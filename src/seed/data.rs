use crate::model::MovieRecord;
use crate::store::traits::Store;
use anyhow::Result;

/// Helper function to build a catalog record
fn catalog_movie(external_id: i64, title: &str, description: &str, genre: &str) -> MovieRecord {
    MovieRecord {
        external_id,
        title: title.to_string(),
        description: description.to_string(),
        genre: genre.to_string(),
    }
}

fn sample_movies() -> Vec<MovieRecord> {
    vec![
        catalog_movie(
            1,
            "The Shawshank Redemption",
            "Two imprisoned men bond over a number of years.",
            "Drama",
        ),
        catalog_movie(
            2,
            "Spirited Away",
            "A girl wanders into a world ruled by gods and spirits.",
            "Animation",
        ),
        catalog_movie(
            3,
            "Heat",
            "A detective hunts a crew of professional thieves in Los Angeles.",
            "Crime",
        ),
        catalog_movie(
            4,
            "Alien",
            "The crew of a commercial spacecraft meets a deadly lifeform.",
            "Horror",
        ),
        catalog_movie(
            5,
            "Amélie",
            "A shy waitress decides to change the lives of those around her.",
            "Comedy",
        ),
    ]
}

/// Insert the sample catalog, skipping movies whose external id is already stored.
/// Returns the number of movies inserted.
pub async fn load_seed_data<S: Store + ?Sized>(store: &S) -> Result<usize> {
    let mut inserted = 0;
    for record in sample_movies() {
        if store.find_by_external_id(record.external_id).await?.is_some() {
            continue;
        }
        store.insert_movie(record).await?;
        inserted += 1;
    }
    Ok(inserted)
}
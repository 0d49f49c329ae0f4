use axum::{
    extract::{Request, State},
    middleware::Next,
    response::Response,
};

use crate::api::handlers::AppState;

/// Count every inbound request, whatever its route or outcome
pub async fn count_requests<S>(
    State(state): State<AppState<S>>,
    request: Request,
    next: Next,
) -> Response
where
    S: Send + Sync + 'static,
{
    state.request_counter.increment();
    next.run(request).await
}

[Aim of the task]: Each of the records shown above needs to be repeated exactly.

[Exercise result]:
filename src/seed/data.rs
use crate::model::MovieRecord;
use crate::store::traits::Store;
use anyhow::Result;

/// Helper function to build a catalog record
fn catalog_movie(external_id: i64, title: &str, description: &str, genre: &str) -> MovieRecord {
    MovieRecord {
        external_id,
        title: title.to_string(),
        description: description.to_string(),
        genre: genre.to_string(),
    }
}

fn sample_movies() -> Vec<MovieRecord> {
    vec![
        catalog_movie(
            1,
            "The Shawshank Redemption",
            "Two imprisoned men bond over a number of years.",
            "Drama",
        ),
        catalog_movie(
            2,
            "Spirited Away",
            "A girl wanders into a world ruled by gods and spirits.",
            "Animation",
        ),
        catalog_movie(
            3,
            "Heat",
            "A detective hunts a crew of professional thieves in Los Angeles.",
            "Crime",
        ),
        catalog_movie(
            4,
            "Alien",
            "The crew of a commercial spacecraft meets a deadly lifeform.",
            "Horror",
        ),
        catalog_movie(
            5,
            "Amélie",
            "A shy waitress decides to change the lives of those around her.",
            "Comedy",
        ),
    ]
}

/// Insert the sample catalog, skipping movies whose external id is already stored.
/// Returns the number of movies inserted.
pub async fn load_seed_data<S: Store + ?Sized>(store: &S) -> Result<usize> {
    let mut inserted = 0;
    for record in sample_movies() {
        if store.find_by_external_id(record.external_id).await?.is_some() {
            continue;
        }
        store.insert_movie(record).await?;
        inserted += 1;
    }
    Ok(inserted)
}
repository 0d49f49c329ae0f4
use axum::{
    extract::{Request, State},
    middleware::Next,
    response::Response,
};

use crate::api::handlers::AppState;

/// Count every inbound request, whatever its route or outcome
pub async fn count_requests<S>(
    State(state): State<AppState<S>>,
    request: Request,
    next: Next,
) -> Response
where
    S: Send + Sync + 'static,
{
    state.request_counter.increment();
    next.run(request).await
}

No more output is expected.